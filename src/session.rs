//! Per-connection state: negotiated window, render mode, the input
//! scanner and the backpressured write path.
//!
//! Each session owns a writer thread fed through a channel. The channel
//! is gated by a shared unflushed-byte counter: once a slow client's
//! backlog crosses the limit, frames for that client are dropped on the
//! floor until it drains. Nothing ever queues per-client beyond that
//! backlog and nothing retries.

use std::io::Write;
use std::net::{Shutdown, SocketAddr, TcpStream};
use std::sync::atomic::{AtomicUsize, Ordering};
use std::sync::mpsc::{self, Sender};
use std::sync::Arc;
use std::thread;

use anyhow::{Context, Result};
use log::debug;

use crate::render::RenderMode;
use crate::server::Event;
use crate::telnet::NawsScanner;

/// Outcome of handing one payload to a session's write path.
#[derive(Debug, Clone, Copy, PartialEq, Eq)]
pub enum SendOutcome {
    Sent,
    /// Over the unflushed-byte limit; payload discarded for this client.
    Dropped,
    /// Write path is gone; the session should be evicted.
    Closed,
}

/// Channel into a session's writer thread, with the pending-byte gate.
pub struct SessionWriter {
    tx: Option<Sender<Vec<u8>>>,
    pending: Arc<AtomicUsize>,
    limit: usize,
}

impl SessionWriter {
    /// Spawn the writer thread over `stream`. A write failure reports
    /// back through `events` and ends the thread; later sends then
    /// return [`SendOutcome::Closed`].
    pub fn spawn(
        id: u64,
        stream: TcpStream,
        limit: usize,
        events: Sender<Event>,
    ) -> Result<Self> {
        let (tx, rx) = mpsc::channel::<Vec<u8>>();
        let pending = Arc::new(AtomicUsize::new(0));
        let drained = Arc::clone(&pending);

        thread::Builder::new()
            .name(format!("telecine-write-{id}"))
            .spawn(move || {
                let mut stream = stream;
                while let Ok(payload) = rx.recv() {
                    let written = stream.write_all(&payload);
                    drained.fetch_sub(payload.len(), Ordering::AcqRel);
                    if written.is_err() {
                        let _ = events.send(Event::SessionClosed { id });
                        break;
                    }
                }
            })
            .context("failed to spawn session writer thread")?;

        Ok(Self {
            tx: Some(tx),
            pending,
            limit,
        })
    }

    /// Hand `payload` to the writer unless the client is over its
    /// backlog limit.
    pub fn send(&self, payload: Vec<u8>) -> SendOutcome {
        let Some(tx) = self.tx.as_ref() else {
            return SendOutcome::Closed;
        };
        if self.pending.load(Ordering::Acquire) > self.limit {
            return SendOutcome::Dropped;
        }
        self.pending.fetch_add(payload.len(), Ordering::AcqRel);
        match tx.send(payload) {
            Ok(()) => SendOutcome::Sent,
            Err(mpsc::SendError(payload)) => {
                self.pending.fetch_sub(payload.len(), Ordering::AcqRel);
                SendOutcome::Closed
            }
        }
    }

    /// Let the writer thread drain what it has and exit.
    fn disconnect(&mut self) {
        self.tx = None;
    }

    #[cfg(test)]
    pub fn with_backlog(limit: usize, backlog: usize) -> Self {
        let (tx, rx) = mpsc::channel();
        let pending = Arc::new(AtomicUsize::new(backlog));
        // Keep the receiver alive so sends succeed without a socket.
        std::mem::forget(rx);
        Self {
            tx: Some(tx),
            pending,
            limit,
        }
    }

    #[cfg(test)]
    pub fn closed() -> Self {
        let (tx, _) = mpsc::channel();
        Self {
            tx: Some(tx),
            pending: Arc::new(AtomicUsize::new(0)),
            limit: usize::MAX,
        }
    }
}

/// What one input chunk asked the server to do.
#[derive(Debug, Default, PartialEq, Eq)]
pub struct InputOutcome {
    pub resized: bool,
    pub quit: bool,
}

pub struct ClientSession {
    pub id: u64,
    pub addr: SocketAddr,
    stream: Option<TcpStream>,
    writer: SessionWriter,
    scanner: NawsScanner,
    /// Negotiated terminal size; rendering stays off until known.
    pub window: Option<(u16, u16)>,
    pub mode: RenderMode,
}

impl ClientSession {
    pub fn new(
        id: u64,
        addr: SocketAddr,
        stream: TcpStream,
        writer: SessionWriter,
        mode: RenderMode,
    ) -> Self {
        Self {
            id,
            addr,
            stream: Some(stream),
            writer,
            scanner: NawsScanner::new(),
            window: None,
            mode,
        }
    }

    /// Run one input chunk through negotiation scanning, then check the
    /// stripped text for the mode toggle and quit keys. The checks are
    /// independent; a single chunk may both toggle and quit.
    pub fn handle_input(&mut self, data: &[u8], quit_keys: &[u8]) -> InputOutcome {
        let scan = self.scanner.scan(data);
        let mut outcome = InputOutcome::default();

        if let Some((cols, rows)) = scan.window {
            debug!("client {} window is {}x{}", self.addr, cols, rows);
            self.window = Some((cols, rows));
            outcome.resized = true;
        }

        for &byte in &scan.text {
            if byte == b'm' || byte == b'M' {
                self.mode = self.mode.toggled();
                debug!("client {} switched to {:?}", self.addr, self.mode);
            }
            if quit_keys.contains(&byte) {
                outcome.quit = true;
            }
        }
        outcome
    }

    pub fn send(&self, payload: Vec<u8>) -> SendOutcome {
        self.writer.send(payload)
    }

    /// Tear the connection down: best-effort flush of queued output,
    /// then both socket halves shut so the reader thread unblocks.
    pub fn close(mut self) {
        self.writer.disconnect();
        if let Some(stream) = self.stream.take() {
            let _ = stream.shutdown(Shutdown::Both);
        }
    }

    #[cfg(test)]
    pub fn for_tests(id: u64, writer: SessionWriter, mode: RenderMode) -> Self {
        Self {
            id,
            addr: ([127, 0, 0, 1], 0).into(),
            stream: None,
            writer,
            scanner: NawsScanner::new(),
            window: None,
            mode,
        }
    }
}
//! Fans one decoded frame out to every registered session.
//!
//! Rendering happens per session because every client has its own
//! geometry and color model. A session that has not negotiated a window
//! yet, or whose outbound backlog is over the limit, is skipped for this
//! frame only; a session whose write path died is evicted. One broken
//! client never interrupts the pass for the rest.

use std::collections::HashMap;

use log::{info, trace, warn};

use crate::geometry;
use crate::render;
use crate::session::{ClientSession, SendOutcome};
use crate::telnet::CURSOR_RESTORE;

pub struct Broadcaster {
    base_w: u32,
    base_h: u32,
    char_aspect: f64,
    sessions: HashMap<u64, ClientSession>,
    next_id: u64,
}

impl Broadcaster {
    pub fn new(base_w: u32, base_h: u32, char_aspect: f64) -> Self {
        Self {
            base_w,
            base_h,
            char_aspect,
            sessions: HashMap::new(),
            next_id: 0,
        }
    }

    pub fn allocate_id(&mut self) -> u64 {
        self.next_id += 1;
        self.next_id
    }

    pub fn register(&mut self, session: ClientSession) {
        info!("client {} connected (session {})", session.addr, session.id);
        self.sessions.insert(session.id, session);
    }

    pub fn session_mut(&mut self, id: u64) -> Option<&mut ClientSession> {
        self.sessions.get_mut(&id)
    }

    pub fn len(&self) -> usize {
        self.sessions.len()
    }

    /// Remove and tear down one session.
    pub fn evict(&mut self, id: u64, reason: &str) {
        if let Some(session) = self.sessions.remove(&id) {
            info!("client {} disconnected ({reason})", session.addr);
            session.close();
        }
    }

    /// Render and write `frame` for every eligible session.
    pub fn broadcast(&mut self, frame: &[u8]) {
        debug_assert_eq!(frame.len(), (self.base_w * self.base_h * 3) as usize);

        let mut dead = Vec::new();
        for session in self.sessions.values_mut() {
            let Some((cols, rows)) = session.window else {
                continue;
            };
            let fit = geometry::fit(cols, rows, self.base_w, self.base_h, self.char_aspect);
            let payload = render::render(session.mode, frame, self.base_w, self.base_h, &fit);
            match session.send(payload) {
                SendOutcome::Sent => {}
                SendOutcome::Dropped => {
                    trace!("client {} over backlog limit, frame dropped", session.addr);
                }
                SendOutcome::Closed => dead.push(session.id),
            }
        }
        for id in dead {
            self.evict(id, "write failed");
        }
    }

    /// Best-effort cursor restore to everyone, then tear all sessions
    /// down. Used for shutdown and for fatal decoder errors.
    pub fn close_all(&mut self) {
        if !self.sessions.is_empty() {
            warn!("closing {} client session(s)", self.sessions.len());
        }
        for (_, session) in self.sessions.drain() {
            let _ = session.send(CURSOR_RESTORE.to_vec());
            session.close();
        }
    }
}
//! Turns one raw RGB frame into an escape-coded text block for a client
//! terminal, in either of two color models.
//!
//! Both renderers are pure: frame plus fit in, bytes out. Output starts
//! with a cursor-home (no clear, redraw stays flicker-free), carries one
//! `\r\n` terminator per line, and letterboxes with spaces so every line
//! is exactly as wide as the destination.

use std::fmt::Write as _;

use clap::ValueEnum;

use crate::geometry::FitRect;
use crate::telnet::CURSOR_HOME;

// Integer approximation of 0.21R + 0.72G + 0.07B.
const LUMA_R_WEIGHT: u32 = 54;
const LUMA_G_WEIGHT: u32 = 183;
const LUMA_B_WEIGHT: u32 = 19;

/// Glyph ramp ordered dark to bright.
const ASCII_RAMP: [u8; 10] = *b" .:-=+*#%@";

const RAMP_LUT: [u8; 256] = build_ramp_lut();

const fn build_ramp_lut() -> [u8; 256] {
    let mut lut = [0u8; 256];
    let mut luma = 0;
    while luma < 256 {
        lut[luma] = ASCII_RAMP[luma * (ASCII_RAMP.len() - 1) / 255];
        luma += 1;
    }
    lut
}

/// Per-session choice of color model.
#[derive(Debug, Clone, Copy, PartialEq, Eq, ValueEnum)]
pub enum RenderMode {
    /// Grayscale glyph ramp, plain text.
    Ascii,
    /// 24-bit background-color cells.
    Truecolor,
}

impl RenderMode {
    pub fn toggled(self) -> Self {
        match self {
            RenderMode::Ascii => RenderMode::Truecolor,
            RenderMode::Truecolor => RenderMode::Ascii,
        }
    }
}

pub fn render(mode: RenderMode, frame: &[u8], base_w: u32, base_h: u32, fit: &FitRect) -> Vec<u8> {
    match mode {
        RenderMode::Ascii => render_ascii(frame, base_w, base_h, fit),
        RenderMode::Truecolor => render_truecolor(frame, base_w, base_h, fit),
    }
}

fn luma(r: u8, g: u8, b: u8) -> u8 {
    ((LUMA_R_WEIGHT * u32::from(r) + LUMA_G_WEIGHT * u32::from(g) + LUMA_B_WEIGHT * u32::from(b))
        >> 8) as u8
}

/// Nearest source index for an output index; no blending.
fn nearest(out_index: u32, base_dim: u32, out_dim: u32) -> u32 {
    out_index * base_dim / out_dim
}

fn pixel_at(frame: &[u8], base_w: u32, x: u32, y: u32) -> (u8, u8, u8) {
    let offset = ((y * base_w + x) * 3) as usize;
    (frame[offset], frame[offset + 1], frame[offset + 2])
}

fn push_spaces(out: &mut String, count: u16) {
    for _ in 0..count {
        out.push(' ');
    }
}

/// Grayscale renderer: luma through the precomputed ramp lookup, one
/// glyph per cell.
pub fn render_ascii(frame: &[u8], base_w: u32, base_h: u32, fit: &FitRect) -> Vec<u8> {
    debug_assert_eq!(frame.len(), (base_w * base_h * 3) as usize);

    let lines = fit.lines();
    let mut out = String::with_capacity(CURSOR_HOME.len() + usize::from(lines) * (usize::from(fit.cols) + 2));
    out.push_str(CURSOR_HOME);

    for line in 0..lines {
        if line < fit.pad_y || line >= fit.pad_y + fit.out_h {
            push_spaces(&mut out, fit.cols);
            out.push_str("\r\n");
            continue;
        }
        let row = u32::from(line - fit.pad_y);
        let src_y = nearest(row, base_h, u32::from(fit.out_h));

        push_spaces(&mut out, fit.pad_x);
        for col in 0..u32::from(fit.out_w) {
            let src_x = nearest(col, base_w, u32::from(fit.out_w));
            let (r, g, b) = pixel_at(frame, base_w, src_x, src_y);
            out.push(char::from(RAMP_LUT[usize::from(luma(r, g, b))]));
        }
        push_spaces(&mut out, fit.cols - fit.pad_x - fit.out_w);
        out.push_str("\r\n");
    }
    out.into_bytes()
}

/// Truecolor renderer: one space per cell with a 24-bit background
/// escape, emitted only when the color changes between neighboring
/// columns. The elision keeps per-frame output bounded on large
/// terminals and must stay.
pub fn render_truecolor(frame: &[u8], base_w: u32, base_h: u32, fit: &FitRect) -> Vec<u8> {
    debug_assert_eq!(frame.len(), (base_w * base_h * 3) as usize);

    let lines = fit.lines();
    let mut out = String::with_capacity(CURSOR_HOME.len() + usize::from(lines) * (usize::from(fit.cols) * 4 + 8));
    out.push_str(CURSOR_HOME);

    for line in 0..lines {
        if line < fit.pad_y || line >= fit.pad_y + fit.out_h {
            push_spaces(&mut out, fit.cols);
            out.push_str("\r\n");
            continue;
        }
        let row = u32::from(line - fit.pad_y);
        let src_y = nearest(row, base_h, u32::from(fit.out_h));

        push_spaces(&mut out, fit.pad_x);
        let mut previous: Option<(u8, u8, u8)> = None;
        for col in 0..u32::from(fit.out_w) {
            let src_x = nearest(col, base_w, u32::from(fit.out_w));
            let rgb = pixel_at(frame, base_w, src_x, src_y);
            if previous != Some(rgb) {
                let (r, g, b) = rgb;
                let _ = write!(out, "\x1b[48;2;{};{};{}m", r, g, b);
                previous = Some(rgb);
            }
            out.push(' ');
        }
        out.push_str("\x1b[0m");
        push_spaces(&mut out, fit.cols - fit.pad_x - fit.out_w);
        out.push_str("\r\n");
    }
    out.into_bytes()
}

#[cfg(test)]
mod tests {
    use super::{luma, render_ascii, render_truecolor, RAMP_LUT};
    use crate::geometry::fit;

    fn solid_frame(w: u32, h: u32, rgb: (u8, u8, u8)) -> Vec<u8> {
        let mut frame = Vec::with_capacity((w * h * 3) as usize);
        for _ in 0..w * h {
            frame.extend_from_slice(&[rgb.0, rgb.1, rgb.2]);
        }
        frame
    }

    #[test]
    fn ramp_lookup_is_monotonic_in_luma() {
        for value in 1..256 {
            assert!(RAMP_LUT[value] >= RAMP_LUT[value - 1], "luma {value}");
        }
        assert_eq!(RAMP_LUT[0], b' ');
        assert_eq!(RAMP_LUT[255], b'@');
    }

    #[test]
    fn luma_matches_integer_weights() {
        assert_eq!(luma(0, 0, 0), 0);
        assert_eq!(luma(255, 255, 255), 255);
        // Green dominates the approximation.
        assert!(luma(0, 255, 0) > luma(255, 0, 0));
        assert!(luma(255, 0, 0) > luma(0, 0, 255));
    }

    #[test]
    fn ascii_block_has_exact_line_grid() {
        let rect = fit(30, 12, 8, 8, 2.0);
        let frame = solid_frame(8, 8, (128, 128, 128));
        let block = render_ascii(&frame, 8, 8, &rect);
        let text = String::from_utf8(block).unwrap();
        let body = text.strip_prefix("\x1b[H").unwrap();

        let lines: Vec<&str> = body.split_terminator("\r\n").collect();
        assert_eq!(lines.len(), usize::from(rect.rows - 1));
        for line in &lines {
            assert_eq!(line.len(), usize::from(rect.cols));
        }
    }

    #[test]
    fn ascii_letterbox_is_blank_and_content_is_ramped() {
        let rect = fit(30, 12, 8, 8, 2.0);
        let frame = solid_frame(8, 8, (255, 255, 255));
        let text = String::from_utf8(render_ascii(&frame, 8, 8, &rect)).unwrap();
        let body = text.strip_prefix("\x1b[H").unwrap();
        let lines: Vec<&str> = body.split_terminator("\r\n").collect();

        for (index, line) in lines.iter().enumerate() {
            let index = index as u16;
            if index < rect.pad_y || index >= rect.pad_y + rect.out_h {
                assert!(line.chars().all(|c| c == ' '), "line {index} not blank");
            } else {
                let content =
                    &line[usize::from(rect.pad_x)..usize::from(rect.pad_x + rect.out_w)];
                assert!(content.chars().all(|c| c == '@'), "line {index}: {content:?}");
            }
        }
    }

    #[test]
    fn truecolor_elides_repeated_colors() {
        let rect = fit(20, 6, 4, 4, 2.0);
        let frame = solid_frame(4, 4, (10, 20, 30));
        let text = String::from_utf8(render_truecolor(&frame, 4, 4, &rect)).unwrap();

        // One background escape per content line, not per column.
        let escapes = text.matches("\x1b[48;2;10;20;30m").count();
        assert_eq!(escapes, usize::from(rect.out_h));
        let resets = text.matches("\x1b[0m").count();
        assert_eq!(resets, usize::from(rect.out_h));
    }

    #[test]
    fn truecolor_emits_escape_on_every_color_change() {
        // Two-column frame, alternating colors on each row.
        let mut frame = Vec::new();
        for _ in 0..2 {
            frame.extend_from_slice(&[255, 0, 0]);
            frame.extend_from_slice(&[0, 0, 255]);
        }
        let rect = fit(2, 3, 2, 2, 1.0);
        assert_eq!((rect.out_w, rect.out_h), (2, 2));
        let text = String::from_utf8(render_truecolor(&frame, 2, 2, &rect)).unwrap();
        assert_eq!(text.matches("\x1b[48;2;255;0;0m").count(), 2);
        assert_eq!(text.matches("\x1b[48;2;0;0;255m").count(), 2);
    }

    #[test]
    fn output_homes_cursor_instead_of_clearing() {
        let rect = fit(10, 4, 4, 4, 2.0);
        let frame = solid_frame(4, 4, (0, 0, 0));
        for block in [
            render_ascii(&frame, 4, 4, &rect),
            render_truecolor(&frame, 4, 4, &rect),
        ] {
            assert!(block.starts_with(b"\x1b[H"));
            assert!(!block.windows(4).any(|w| w == b"\x1b[2J"));
        }
    }
}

• _Task details_
Using the material above, work out how many lines contain the string "NawsScanner". Give the number only.

• _Your response_
4